* [Task details]: Among the entries below, find the lines with the word "Authorization" and copy them.

* [Input data]:
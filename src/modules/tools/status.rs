//! Status-code simulator.

use axum::{extract::Path, http::StatusCode, response::IntoResponse, Json};
use playground_http::AppError;
use serde::Serialize;
use serde_json::json;

/// Codes that can be sent back as a final response. Informational 1xx codes
/// are not valid final statuses on the wire, so they are rejected.
pub const STATUS_RANGE: std::ops::RangeInclusive<u16> = 200..=999;

/// Canned explanation of an HTTP status code.
#[derive(Debug, Clone, Copy, PartialEq, Eq, Serialize)]
pub struct StatusInfo {
    pub meaning: &'static str,
    pub description: &'static str,
}

const UNKNOWN: StatusInfo = StatusInfo {
    meaning: "Unknown Status Code",
    description: "This code is not in the playground's table of common status codes",
};

/// Look up a status code in the table of well-known codes.
pub fn describe(code: u16) -> StatusInfo {
    let (meaning, description) = match code {
        200 => ("OK", "The request succeeded"),
        201 => ("Created", "The request succeeded and a new resource was created"),
        204 => ("No Content", "The request succeeded and there is no body to return"),
        301 => ("Moved Permanently", "The resource now lives at a different URL"),
        304 => ("Not Modified", "The cached copy is still valid"),
        400 => ("Bad Request", "The server could not understand the request"),
        401 => ("Unauthorized", "Authentication is required"),
        403 => ("Forbidden", "Authenticated, but not allowed to access this resource"),
        404 => ("Not Found", "The requested resource does not exist"),
        405 => ("Method Not Allowed", "The HTTP method is not supported for this resource"),
        409 => ("Conflict", "The request conflicts with the current state of the resource"),
        429 => ("Too Many Requests", "Rate limit exceeded; slow down"),
        500 => ("Internal Server Error", "The server hit an unexpected condition"),
        502 => ("Bad Gateway", "An upstream server returned an invalid response"),
        503 => ("Service Unavailable", "The server is temporarily unable to handle the request"),
        _ => return UNKNOWN,
    };
    StatusInfo {
        meaning,
        description,
    }
}

/// `GET /api/status/{code}`: answer with the requested code itself.
pub async fn simulate_status(Path(raw): Path<String>) -> Result<impl IntoResponse, AppError> {
    let status = raw
        .trim()
        .parse::<u16>()
        .ok()
        .filter(|code| STATUS_RANGE.contains(code))
        .and_then(|code| StatusCode::from_u16(code).ok())
        .ok_or_else(|| {
            AppError::validation(
                vec![json!({ "field": "code", "value": raw })],
                format!("'{raw}' is not a usable HTTP status code"),
            )
            .with_tip("Use a number between 200 and 999, e.g. /api/status/404")
        })?;

    let code = status.as_u16();
    let info = describe(code);
    tracing::debug!(code, meaning = info.meaning, "simulating status");

    Ok((
        status,
        Json(json!({
            "success": code < 400,
            "status": code,
            "meaning": info.meaning,
            "description": info.description,
        })),
    ))
}

#[cfg(test)]
mod tests {
    use super::*;

    #[test]
    fn known_codes_have_meanings() {
        assert_eq!(describe(404).meaning, "Not Found");
        assert_eq!(describe(429).meaning, "Too Many Requests");
        for code in [200, 201, 204, 301, 304, 400, 401, 403, 404, 405, 409, 429, 500, 502, 503] {
            assert_ne!(describe(code), UNKNOWN, "code {code}");
        }
    }

    #[tokio::test]
    async fn informational_and_out_of_range_codes_are_rejected() {
        for raw in ["100", "102", "199", "1000", "42", "teapot"] {
            let error = simulate_status(Path(raw.to_string())).await.err();
            let error = error.unwrap_or_else(|| panic!("{raw} should be rejected"));
            assert_eq!(error.status(), StatusCode::BAD_REQUEST, "code {raw}");
        }
    }

    #[tokio::test]
    async fn accepted_codes_become_the_response_status() {
        for code in [200u16, 204, 418, 999] {
            let response = simulate_status(Path(code.to_string()))
                .await
                .unwrap()
                .into_response();
            assert_eq!(response.status().as_u16(), code);
        }
    }

    #[test]
    fn unlisted_codes_are_unknown() {
        assert_eq!(describe(999), UNKNOWN);
        assert_eq!(describe(418).meaning, "Unknown Status Code");
    }
}
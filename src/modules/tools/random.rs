//! Random sample data for `GET /api/random`.

use axum::Json;
use serde_json::{json, Value};
use time::{format_description::well_known::Rfc3339, OffsetDateTime};
use uuid::Uuid;

const QUOTES: &[&str] = &[
    "Talk is cheap. Show me the code.",
    "Programs must be written for people to read, and only incidentally for machines to execute.",
    "Simplicity is prerequisite for reliability.",
    "Make it work, make it right, make it fast.",
    "The best error message is the one that never shows up.",
];

/// Random values drawn from the bytes of a fresh v4 UUID.
#[derive(Debug, Clone, PartialEq, Eq)]
pub struct Sample {
    pub number: u32,
    pub quote: &'static str,
    pub color: String,
}

impl Sample {
    pub fn draw() -> Self {
        Self::from_bytes(*Uuid::new_v4().as_bytes())
    }

    /// Bytes 6 and 8 carry the UUID version and variant, so they are skipped.
    fn from_bytes(bytes: [u8; 16]) -> Self {
        let number = u32::from_le_bytes([bytes[0], bytes[1], bytes[2], bytes[3]]) % 101;
        let quote = QUOTES[usize::from(bytes[4]) % QUOTES.len()];
        let color = format!("#{:02x}{:02x}{:02x}", bytes[9], bytes[10], bytes[11]);
        Self {
            number,
            quote,
            color,
        }
    }
}

pub async fn random_data() -> Json<Value> {
    let sample = Sample::draw();
    let timestamp = OffsetDateTime::now_utc()
        .format(&Rfc3339)
        .unwrap_or_default();

    Json(json!({
        "success": true,
        "data": {
            "number": sample.number,
            "quote": sample.quote,
            "color": sample.color,
            "uuid": Uuid::new_v4().to_string(),
            "timestamp": timestamp,
        }
    }))
}

#[cfg(test)]
mod tests {
    use super::*;

    #[test]
    fn sample_values_stay_in_range() {
        for _ in 0..50 {
            let sample = Sample::draw();
            assert!(sample.number <= 100);
            assert!(QUOTES.contains(&sample.quote));
            assert_eq!(sample.color.len(), 7);
            assert!(sample.color.starts_with('#'));
        }
    }

    #[test]
    fn sample_is_derived_from_bytes() {
        let mut bytes = [0u8; 16];
        bytes[0] = 105;
        bytes[4] = 6;
        bytes[9..12].copy_from_slice(&[0xab, 0x01, 0xff]);

        let sample = Sample::from_bytes(bytes);
        assert_eq!(sample.number, 4);
        assert_eq!(sample.quote, QUOTES[1]);
        assert_eq!(sample.color, "#ab01ff");
    }
}
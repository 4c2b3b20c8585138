use anyhow::Context;
use clap::{Parser, Subcommand};
use playground_kernel::settings::Settings;

/// HTTP playground: an in-memory API for learning HTTP
#[derive(Debug, Parser)]
#[command(name = "playground", version, about)]
struct Cli {
    #[command(subcommand)]
    command: Command,
}

#[derive(Debug, Subcommand)]
enum Command {
    /// Start the HTTP server
    Serve {
        /// Interface to bind, overriding configuration
        #[arg(long)]
        host: Option<String>,
        /// Port to bind, overriding configuration
        #[arg(long, short)]
        port: Option<u16>,
    },
    /// Print every endpoint the server exposes
    Routes,
}

#[tokio::main]
async fn main() -> anyhow::Result<()> {
    let cli = Cli::parse();
    let mut settings =
        Settings::load().with_context(|| "failed to load playground settings")?;

    match cli.command {
        Command::Serve { host, port } => {
            if let Some(host) = host {
                settings.server.host = host;
            }
            if let Some(port) = port {
                settings.server.port = port;
            }
            playground_telemetry::init(&settings.telemetry)?;
            tracing::info!(env = ?settings.environment, "playground CLI serving");
            playground_app::run(settings).await
        }
        Command::Routes => {
            let app = playground_app::App::new(&settings)?;
            for endpoint in app.registry.endpoints() {
                println!("{:<7} {:<24} {}", endpoint.method, endpoint.full_path(), endpoint.summary);
            }
            Ok(())
        }
    }
}
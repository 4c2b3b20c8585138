//! Utility endpoints for exploring HTTP: echo, status codes, delays, random
//! data, a calculator and form handling.

pub mod calculator;
pub mod echo;
pub mod random;
pub mod status;

use std::{collections::BTreeMap, time::Duration};

use async_trait::async_trait;
use axum::{
    extract::{rejection::FormRejection, Query},
    routing::{any, get, post},
    Form, Json, Router,
};
use playground_http::{ApiJson, AppError};
use playground_kernel::{Endpoint, Module};
use serde::Deserialize;
use serde_json::{json, Value};

use crate::utils;
use calculator::CalculateRequest;

/// Delay used by `/api/slow` when none is requested.
pub const DEFAULT_DELAY_MS: u64 = 3000;
/// Longest delay `/api/slow` will honour.
pub const MAX_DELAY_MS: u64 = 10_000;

pub struct ToolsModule;

impl ToolsModule {
    pub const fn new() -> Self {
        Self
    }
}

impl Default for ToolsModule {
    fn default() -> Self {
        Self::new()
    }
}

#[async_trait]
impl Module for ToolsModule {
    fn name(&self) -> &'static str {
        "tools"
    }

    fn routes(&self) -> Router {
        Router::new()
            .route("/echo", any(echo::echo))
            .route("/echo/{*rest}", any(echo::echo))
            .route("/status/{code}", get(status::simulate_status))
            .route("/slow", get(slow))
            .route("/random", get(random::random_data))
            .route("/calculate", post(calculate))
            .route("/form", post(form))
    }

    fn endpoints(&self) -> Vec<Endpoint> {
        vec![
            Endpoint::new("ANY", "/echo", "Echo the request back"),
            Endpoint::new("ANY", "/echo/{*rest}", "Echo the request back (any sub-path)"),
            Endpoint::new("GET", "/status/{code}", "Respond with the given status code"),
            Endpoint::new("GET", "/slow", "Respond after a delay (delay in ms, max 10000)"),
            Endpoint::new("GET", "/random", "Random number, quote, color, uuid and timestamp"),
            Endpoint::new("POST", "/calculate", "Calculate (operation, a, b)"),
            Endpoint::new("POST", "/form", "Echo url-encoded form fields"),
        ]
    }
}

#[derive(Debug, Default, Deserialize)]
pub struct SlowParams {
    pub delay: Option<String>,
}

/// Requested delay in milliseconds, clamped to `0..=MAX_DELAY_MS`.
pub fn delay_ms(raw: Option<&str>) -> u64 {
    utils::parse_number::<i64>(raw)
        .map(|delay| delay.clamp(0, MAX_DELAY_MS as i64) as u64)
        .unwrap_or(DEFAULT_DELAY_MS)
}

async fn slow(Query(params): Query<SlowParams>) -> Json<Value> {
    let delay = delay_ms(params.delay.as_deref());
    tracing::debug!(delay_ms = delay, "delaying response");
    tokio::time::sleep(Duration::from_millis(delay)).await;

    Json(json!({
        "success": true,
        "message": format!("Responded after {delay}ms"),
        "delay": delay,
    }))
}

async fn calculate(ApiJson(request): ApiJson<CalculateRequest>) -> Result<Json<Value>, AppError> {
    let calculation = calculator::calculate(&request)?;
    tracing::debug!(%calculation, "calculated");
    Ok(Json(calculation.to_json()))
}

async fn form(
    fields: Result<Form<BTreeMap<String, String>>, FormRejection>,
) -> Result<Json<Value>, AppError> {
    let Form(fields) = fields.map_err(|rejection| {
        AppError::bad_request(rejection.body_text())
            .with_tip("Send the body with Content-Type: application/x-www-form-urlencoded")
    })?;

    Ok(Json(json!({
        "success": true,
        "message": "Form data received",
        "fieldCount": fields.len(),
        "received": fields,
    })))
}

/// Create a new instance of the tools module
pub fn create_module() -> std::sync::Arc<dyn Module> {
    std::sync::Arc::new(ToolsModule::new())
}
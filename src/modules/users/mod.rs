pub mod models;

use async_trait::async_trait;
use axum::{
    extract::State,
    http::{HeaderMap, StatusCode},
    routing::get,
    Json, Router,
};
use playground_authz::{ApiKeyGuard, BearerGuard};
use playground_http::{ApiJson, AppError};
use playground_kernel::{settings::AuthSettings, Endpoint, InitCtx, Module};
use serde_json::{json, Value};

use crate::store::{ListQuery, SharedStore};
use models::UserFields;

/// Users behind two credential checks: a bearer token for reading and an
/// API key for creating.
pub struct UsersModule {
    state: UsersState,
}

#[derive(Clone)]
struct UsersState {
    store: SharedStore,
    readers: BearerGuard,
    writers: ApiKeyGuard,
}

impl UsersModule {
    pub fn new(store: SharedStore, auth: &AuthSettings) -> Self {
        Self {
            state: UsersState {
                store,
                readers: BearerGuard::new(auth.bearer_token.clone()),
                writers: ApiKeyGuard::new(auth.api_key.clone()),
            },
        }
    }
}

#[async_trait]
impl Module for UsersModule {
    fn name(&self) -> &'static str {
        "users"
    }

    async fn init(&self, ctx: &InitCtx<'_>) -> anyhow::Result<()> {
        tracing::info!(
            module = self.name(),
            environment = ?ctx.settings.environment,
            "users module initialized"
        );
        Ok(())
    }

    fn routes(&self) -> Router {
        Router::new()
            .route("/users", get(list_users).post(create_user))
            .with_state(self.state.clone())
    }

    fn endpoints(&self) -> Vec<Endpoint> {
        vec![
            Endpoint::new("GET", "/users", "List users (requires Authorization: Bearer token)"),
            Endpoint::new("POST", "/users", "Create a user (requires X-API-Key header)"),
        ]
    }
}

async fn list_users(
    State(state): State<UsersState>,
    headers: HeaderMap,
) -> Result<Json<Value>, AppError> {
    state.readers.check(&headers).map_err(|err| {
        AppError::from(err).with_tip("Send the header Authorization: Bearer <token>")
    })?;

    let users = state.store.read().await.list_users(&ListQuery::default());
    Ok(Json(json!({
        "success": true,
        "count": users.len(),
        "data": users,
    })))
}

async fn create_user(
    State(state): State<UsersState>,
    headers: HeaderMap,
    body: Result<ApiJson<UserFields>, AppError>,
) -> Result<(StatusCode, Json<Value>), AppError> {
    // Any API key failure is a 401, including a wrong key.
    state.writers.check(&headers).map_err(|err| {
        AppError::unauthorized(format!("Invalid or missing API key ({err})"))
            .with_tip("Send the header X-API-Key: <key>")
    })?;
    let ApiJson(fields) = body?;

    let user = state.store.write().await.create_user(fields)?;
    Ok((
        StatusCode::CREATED,
        Json(json!({
            "success": true,
            "message": "User created successfully",
            "data": user,
        })),
    ))
}

/// Create a new instance of the users module
pub fn create_module(store: SharedStore, auth: &AuthSettings) -> std::sync::Arc<dyn Module> {
    std::sync::Arc::new(UsersModule::new(store, auth))
}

* [Answer space]:
            Endpoint::new("GET", "/users", "List users (requires Authorization: Bearer token)"),
        AppError::from(err).with_tip("Send the header Authorization: Bearer <token>")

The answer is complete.